Extracted data entries
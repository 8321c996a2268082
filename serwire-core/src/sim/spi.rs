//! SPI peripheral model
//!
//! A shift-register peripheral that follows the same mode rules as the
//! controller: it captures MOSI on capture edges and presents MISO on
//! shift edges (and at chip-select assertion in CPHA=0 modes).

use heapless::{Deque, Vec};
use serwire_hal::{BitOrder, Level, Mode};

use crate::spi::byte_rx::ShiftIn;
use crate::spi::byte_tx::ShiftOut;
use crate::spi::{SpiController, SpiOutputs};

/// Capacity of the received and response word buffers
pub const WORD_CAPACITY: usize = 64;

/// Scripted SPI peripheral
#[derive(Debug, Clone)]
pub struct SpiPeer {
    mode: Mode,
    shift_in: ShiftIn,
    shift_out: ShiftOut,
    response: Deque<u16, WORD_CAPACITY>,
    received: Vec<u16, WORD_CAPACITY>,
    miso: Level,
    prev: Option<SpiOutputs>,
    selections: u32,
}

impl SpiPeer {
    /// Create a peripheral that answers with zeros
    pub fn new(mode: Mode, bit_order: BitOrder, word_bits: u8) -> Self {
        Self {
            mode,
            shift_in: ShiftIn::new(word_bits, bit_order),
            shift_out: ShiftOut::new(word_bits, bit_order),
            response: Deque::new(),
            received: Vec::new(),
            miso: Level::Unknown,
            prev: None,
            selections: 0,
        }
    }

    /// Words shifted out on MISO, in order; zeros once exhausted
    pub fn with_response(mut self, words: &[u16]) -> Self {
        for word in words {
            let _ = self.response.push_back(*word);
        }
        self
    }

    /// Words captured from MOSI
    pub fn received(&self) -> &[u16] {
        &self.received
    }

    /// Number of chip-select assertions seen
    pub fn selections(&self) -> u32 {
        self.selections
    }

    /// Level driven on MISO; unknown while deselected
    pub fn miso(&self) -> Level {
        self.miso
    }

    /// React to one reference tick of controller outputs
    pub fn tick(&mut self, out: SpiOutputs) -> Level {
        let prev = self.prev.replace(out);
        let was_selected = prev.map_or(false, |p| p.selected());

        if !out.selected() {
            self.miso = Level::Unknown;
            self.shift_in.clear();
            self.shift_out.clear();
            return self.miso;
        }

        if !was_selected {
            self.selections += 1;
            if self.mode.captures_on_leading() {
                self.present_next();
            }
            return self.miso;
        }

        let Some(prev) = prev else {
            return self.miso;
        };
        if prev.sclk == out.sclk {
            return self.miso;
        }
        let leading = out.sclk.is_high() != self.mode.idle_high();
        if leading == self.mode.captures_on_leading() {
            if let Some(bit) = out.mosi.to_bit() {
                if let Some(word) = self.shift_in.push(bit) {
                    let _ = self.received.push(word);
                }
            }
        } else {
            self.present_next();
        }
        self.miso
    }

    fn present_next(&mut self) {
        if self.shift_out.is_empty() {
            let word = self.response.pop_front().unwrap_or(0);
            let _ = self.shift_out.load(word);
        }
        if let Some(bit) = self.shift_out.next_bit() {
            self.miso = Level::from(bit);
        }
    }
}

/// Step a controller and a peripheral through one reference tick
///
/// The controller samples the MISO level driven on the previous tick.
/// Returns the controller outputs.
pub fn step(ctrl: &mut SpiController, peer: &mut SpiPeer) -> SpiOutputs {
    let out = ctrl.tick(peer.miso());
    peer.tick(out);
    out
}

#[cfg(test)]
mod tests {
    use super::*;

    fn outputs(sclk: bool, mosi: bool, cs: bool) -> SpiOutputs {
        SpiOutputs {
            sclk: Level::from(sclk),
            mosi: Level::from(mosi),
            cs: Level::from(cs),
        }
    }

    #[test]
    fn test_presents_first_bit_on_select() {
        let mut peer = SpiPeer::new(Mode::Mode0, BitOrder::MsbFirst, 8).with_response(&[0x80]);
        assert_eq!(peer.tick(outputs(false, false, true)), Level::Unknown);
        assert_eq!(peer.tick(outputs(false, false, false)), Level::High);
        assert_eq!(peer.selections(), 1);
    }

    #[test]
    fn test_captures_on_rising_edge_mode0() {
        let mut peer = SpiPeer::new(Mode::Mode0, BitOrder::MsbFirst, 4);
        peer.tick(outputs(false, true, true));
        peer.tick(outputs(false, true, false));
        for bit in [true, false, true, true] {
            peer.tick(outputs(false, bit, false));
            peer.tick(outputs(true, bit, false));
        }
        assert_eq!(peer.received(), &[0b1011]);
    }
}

DIRECTIONS: Spot the lines above that mention "crate" and copy them.

TASK RESPONSE:
use crate::spi::byte_rx::ShiftIn;
use crate::spi::byte_tx::ShiftOut;
use crate::spi::{SpiController, SpiOutputs};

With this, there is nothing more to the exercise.